TASK DETAILS
Every record that follows should be output exactly as it is given.

Dataset entries

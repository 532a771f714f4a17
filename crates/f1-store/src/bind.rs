//! Frame-to-SQL binding.
//!
//! Each table column is materialised once per append into a [`BoundColumn`]
//! matching its frame dtype, then bound row by row into multi-row `INSERT`
//! statements.

use chrono::{DateTime, NaiveDate, TimeDelta, Utc};
use f1_model::{Dimension, TableSpec};
use polars::prelude::*;
use sqlx::Postgres;
use sqlx::query_builder::Separated;

use crate::error::{Result, StoreError};

/// PostgreSQL caps one statement at this many bind parameters.
const MAX_BIND_PARAMS: usize = u16::MAX as usize;

/// One frame column converted to the Rust type it binds as.
#[derive(Debug, Clone, PartialEq)]
pub enum BoundColumn {
    Int(Vec<Option<i64>>),
    Float(Vec<Option<f64>>),
    Text(Vec<Option<String>>),
    Date(Vec<Option<NaiveDate>>),
    Bool(Vec<Option<bool>>),
}

impl BoundColumn {
    /// Convert `column` by dtype. All-null columns bind as text.
    pub fn from_column(table: &str, column: &Column) -> Result<Self> {
        let bound = match column.dtype() {
            DataType::Int8
            | DataType::Int16
            | DataType::Int32
            | DataType::Int64
            | DataType::UInt8
            | DataType::UInt16
            | DataType::UInt32
            | DataType::UInt64 => {
                let ints = column.cast(&DataType::Int64)?;
                Self::Int(ints.i64()?.into_iter().collect())
            }
            DataType::Float32 | DataType::Float64 => {
                let floats = column.cast(&DataType::Float64)?;
                Self::Float(floats.f64()?.into_iter().collect())
            }
            DataType::String => Self::Text(
                column
                    .str()?
                    .into_iter()
                    .map(|value| value.map(str::to_string))
                    .collect(),
            ),
            DataType::Date => {
                let days = column.cast(&DataType::Int32)?;
                Self::Date(
                    days.i32()?
                        .into_iter()
                        .map(|value| value.and_then(days_to_date))
                        .collect(),
                )
            }
            DataType::Boolean => Self::Bool(column.bool()?.into_iter().collect()),
            DataType::Null => Self::Text(vec![None; column.len()]),
            other => {
                return Err(StoreError::UnsupportedType {
                    table: table.to_string(),
                    column: column.name().to_string(),
                    dtype: other.to_string(),
                });
            }
        };
        Ok(bound)
    }

    pub fn len(&self) -> usize {
        match self {
            Self::Int(values) => values.len(),
            Self::Float(values) => values.len(),
            Self::Text(values) => values.len(),
            Self::Date(values) => values.len(),
            Self::Bool(values) => values.len(),
        }
    }

    pub fn is_empty(&self) -> bool {
        self.len() == 0
    }

    /// Bind the value at `row` as the next tuple element.
    pub fn push_bind<Sep: std::fmt::Display>(
        &self,
        row: usize,
        tuple: &mut Separated<'_, '_, Postgres, Sep>,
    ) {
        match self {
            Self::Int(values) => tuple.push_bind(values[row]),
            Self::Float(values) => tuple.push_bind(values[row]),
            Self::Text(values) => tuple.push_bind(values[row].clone()),
            Self::Date(values) => tuple.push_bind(values[row]),
            Self::Bool(values) => tuple.push_bind(values[row]),
        };
    }
}

fn days_to_date(days: i32) -> Option<NaiveDate> {
    DateTime::<Utc>::UNIX_EPOCH
        .date_naive()
        .checked_add_signed(TimeDelta::try_days(i64::from(days))?)
}

/// Bind every column `table` writes, in table order.
pub fn bind_columns(table: &TableSpec, frame: &DataFrame) -> Result<Vec<BoundColumn>> {
    table
        .columns
        .iter()
        .map(|name| {
            let column = frame
                .column(name)
                .map_err(|_| StoreError::MissingColumn {
                    table: table.name.to_string(),
                    column: (*name).to_string(),
                })?;
            BoundColumn::from_column(table.name, column)
        })
        .collect()
}

/// `INSERT INTO <table> (<columns>)`, without the `VALUES` clause.
pub fn insert_into(table: &TableSpec) -> String {
    format!(
        "INSERT INTO {} ({})",
        table.name,
        table.columns.join(", ")
    )
}

/// Query returning `(surrogate key, natural key as text)` for every row.
pub fn key_query(dimension: Dimension) -> String {
    format!(
        "SELECT {}::bigint, {}::text FROM {}",
        dimension.surrogate_key(),
        dimension.natural_key(),
        dimension.table().name
    )
}

/// Rows per `INSERT`, reduced so one statement stays under the bind limit.
pub fn rows_per_statement(batch_size: usize, columns: usize) -> usize {
    let limit = MAX_BIND_PARAMS / columns.max(1);
    batch_size.clamp(1, limit.max(1))
}

#[cfg(test)]
mod tests {
    use super::*;
    use f1_model::{DIM_STATUS, FACT_RESULTS};

    #[test]
    fn insert_statement_lists_table_columns() {
        insta::assert_snapshot!(
            insert_into(&DIM_STATUS),
            @"INSERT INTO dim_status (status_id, status_description)"
        );
    }

    #[test]
    fn key_query_casts_natural_key_to_text() {
        insta::assert_snapshot!(
            key_query(Dimension::Races),
            @"SELECT race_key::bigint, race_id::text FROM dim_races"
        );
    }

    #[test]
    fn batches_respect_bind_limit() {
        assert_eq!(rows_per_statement(1000, FACT_RESULTS.columns.len()), 1000);
        assert_eq!(rows_per_statement(100_000, 10), 6553);
        assert_eq!(rows_per_statement(0, 10), 1);
    }

    #[test]
    fn date_columns_bind_as_calendar_dates() {
        let dates = Series::new("race_date".into(), vec![Some(0i32), Some(18_714), None])
            .cast(&DataType::Date)
            .unwrap()
            .into_column();
        let bound = BoundColumn::from_column("dim_races", &dates).unwrap();
        assert_eq!(
            bound,
            BoundColumn::Date(vec![
                NaiveDate::from_ymd_opt(1970, 1, 1),
                NaiveDate::from_ymd_opt(2021, 3, 28),
                None,
            ])
        );
    }

    #[test]
    fn integer_widths_bind_as_bigint() {
        let column = Series::new("season".into(), vec![2021i32, 2022]).into_column();
        let bound = BoundColumn::from_column("dim_races", &column).unwrap();
        assert_eq!(bound, BoundColumn::Int(vec![Some(2021), Some(2022)]));
    }

    #[test]
    fn all_null_column_binds_as_text() {
        let column = Column::full_null("driver_code".into(), 2, &DataType::Null);
        let bound = BoundColumn::from_column("dim_drivers", &column).unwrap();
        assert_eq!(bound, BoundColumn::Text(vec![None, None]));
    }

    #[test]
    fn missing_table_column_is_reported() {
        let frame = DataFrame::new(vec![
            Series::new("status_id".into(), vec![1i64]).into_column(),
        ])
        .unwrap();
        let err = bind_columns(&DIM_STATUS, &frame).unwrap_err();
        assert!(matches!(
            err,
            StoreError::MissingColumn { ref column, .. } if column == "status_description"
        ));
    }
}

RESPONSE FOR THIS EXERCISE
repository 532a771f714f4a17
filename crates/f1-store/src/bind.rs
//! Frame-to-SQL binding.
//!
//! Each table column is materialised once per append into a [`BoundColumn`]
//! matching its frame dtype, then bound row by row into multi-row `INSERT`
//! statements.

use chrono::{DateTime, NaiveDate, TimeDelta, Utc};
use f1_model::{Dimension, TableSpec};
use polars::prelude::*;
use sqlx::Postgres;
use sqlx::query_builder::Separated;

use crate::error::{Result, StoreError};

/// PostgreSQL caps one statement at this many bind parameters.
const MAX_BIND_PARAMS: usize = u16::MAX as usize;

/// One frame column converted to the Rust type it binds as.
#[derive(Debug, Clone, PartialEq)]
pub enum BoundColumn {
    Int(Vec<Option<i64>>),
    Float(Vec<Option<f64>>),
    Text(Vec<Option<String>>),
    Date(Vec<Option<NaiveDate>>),
    Bool(Vec<Option<bool>>),
}

impl BoundColumn {
    /// Convert `column` by dtype. All-null columns bind as text.
    pub fn from_column(table: &str, column: &Column) -> Result<Self> {
        let bound = match column.dtype() {
            DataType::Int8
            | DataType::Int16
            | DataType::Int32
            | DataType::Int64
            | DataType::UInt8
            | DataType::UInt16
            | DataType::UInt32
            | DataType::UInt64 => {
                let ints = column.cast(&DataType::Int64)?;
                Self::Int(ints.i64()?.into_iter().collect())
            }
            DataType::Float32 | DataType::Float64 => {
                let floats = column.cast(&DataType::Float64)?;
                Self::Float(floats.f64()?.into_iter().collect())
            }
            DataType::String => Self::Text(
                column
                    .str()?
                    .into_iter()
                    .map(|value| value.map(str::to_string))
                    .collect(),
            ),
            DataType::Date => {
                let days = column.cast(&DataType::Int32)?;
                Self::Date(
                    days.i32()?
                        .into_iter()
                        .map(|value| value.and_then(days_to_date))
                        .collect(),
                )
            }
            DataType::Boolean => Self::Bool(column.bool()?.into_iter().collect()),
            DataType::Null => Self::Text(vec![None; column.len()]),
            other => {
                return Err(StoreError::UnsupportedType {
                    table: table.to_string(),
                    column: column.name().to_string(),
                    dtype: other.to_string(),
                });
            }
        };
        Ok(bound)
    }

    pub fn len(&self) -> usize {
        match self {
            Self::Int(values) => values.len(),
            Self::Float(values) => values.len(),
            Self::Text(values) => values.len(),
            Self::Date(values) => values.len(),
            Self::Bool(values) => values.len(),
        }
    }

    pub fn is_empty(&self) -> bool {
        self.len() == 0
    }

    /// Bind the value at `row` as the next tuple element.
    pub fn push_bind<Sep: std::fmt::Display>(
        &self,
        row: usize,
        tuple: &mut Separated<'_, '_, Postgres, Sep>,
    ) {
        match self {
            Self::Int(values) => tuple.push_bind(values[row]),
            Self::Float(values) => tuple.push_bind(values[row]),
            Self::Text(values) => tuple.push_bind(values[row].clone()),
            Self::Date(values) => tuple.push_bind(values[row]),
            Self::Bool(values) => tuple.push_bind(values[row]),
        };
    }
}

fn days_to_date(days: i32) -> Option<NaiveDate> {
    DateTime::<Utc>::UNIX_EPOCH
        .date_naive()
        .checked_add_signed(TimeDelta::try_days(i64::from(days))?)
}

/// Bind every column `table` writes, in table order.
pub fn bind_columns(table: &TableSpec, frame: &DataFrame) -> Result<Vec<BoundColumn>> {
    table
        .columns
        .iter()
        .map(|name| {
            let column = frame
                .column(name)
                .map_err(|_| StoreError::MissingColumn {
                    table: table.name.to_string(),
                    column: (*name).to_string(),
                })?;
            BoundColumn::from_column(table.name, column)
        })
        .collect()
}

/// `INSERT INTO <table> (<columns>)`, without the `VALUES` clause.
pub fn insert_into(table: &TableSpec) -> String {
    format!(
        "INSERT INTO {} ({})",
        table.name,
        table.columns.join(", ")
    )
}

/// Query returning `(surrogate key, natural key as text)` for every row.
pub fn key_query(dimension: Dimension) -> String {
    format!(
        "SELECT {}::bigint, {}::text FROM {}",
        dimension.surrogate_key(),
        dimension.natural_key(),
        dimension.table().name
    )
}

/// Rows per `INSERT`, reduced so one statement stays under the bind limit.
pub fn rows_per_statement(batch_size: usize, columns: usize) -> usize {
    let limit = MAX_BIND_PARAMS / columns.max(1);
    batch_size.clamp(1, limit.max(1))
}

#[cfg(test)]
mod tests {
    use super::*;
    use f1_model::{DIM_STATUS, FACT_RESULTS};

    #[test]
    fn insert_statement_lists_table_columns() {
        insta::assert_snapshot!(
            insert_into(&DIM_STATUS),
            @"INSERT INTO dim_status (status_id, status_description)"
        );
    }

    #[test]
    fn key_query_casts_natural_key_to_text() {
        insta::assert_snapshot!(
            key_query(Dimension::Races),
            @"SELECT race_key::bigint, race_id::text FROM dim_races"
        );
    }

    #[test]
    fn batches_respect_bind_limit() {
        assert_eq!(rows_per_statement(1000, FACT_RESULTS.columns.len()), 1000);
        assert_eq!(rows_per_statement(100_000, 10), 6553);
        assert_eq!(rows_per_statement(0, 10), 1);
    }

    #[test]
    fn date_columns_bind_as_calendar_dates() {
        let dates = Series::new("race_date".into(), vec![Some(0i32), Some(18_714), None])
            .cast(&DataType::Date)
            .unwrap()
            .into_column();
        let bound = BoundColumn::from_column("dim_races", &dates).unwrap();
        assert_eq!(
            bound,
            BoundColumn::Date(vec![
                NaiveDate::from_ymd_opt(1970, 1, 1),
                NaiveDate::from_ymd_opt(2021, 3, 28),
                None,
            ])
        );
    }

    #[test]
    fn integer_widths_bind_as_bigint() {
        let column = Series::new("season".into(), vec![2021i32, 2022]).into_column();
        let bound = BoundColumn::from_column("dim_races", &column).unwrap();
        assert_eq!(bound, BoundColumn::Int(vec![Some(2021), Some(2022)]));
    }

    #[test]
    fn all_null_column_binds_as_text() {
        let column = Column::full_null("driver_code".into(), 2, &DataType::Null);
        let bound = BoundColumn::from_column("dim_drivers", &column).unwrap();
        assert_eq!(bound, BoundColumn::Text(vec![None, None]));
    }

    #[test]
    fn missing_table_column_is_reported() {
        let frame = DataFrame::new(vec![
            Series::new("status_id".into(), vec![1i64]).into_column(),
        ])
        .unwrap();
        let err = bind_columns(&DIM_STATUS, &frame).unwrap_err();
        assert!(matches!(
            err,
            StoreError::MissingColumn { ref column, .. } if column == "status_description"
        ));
    }
}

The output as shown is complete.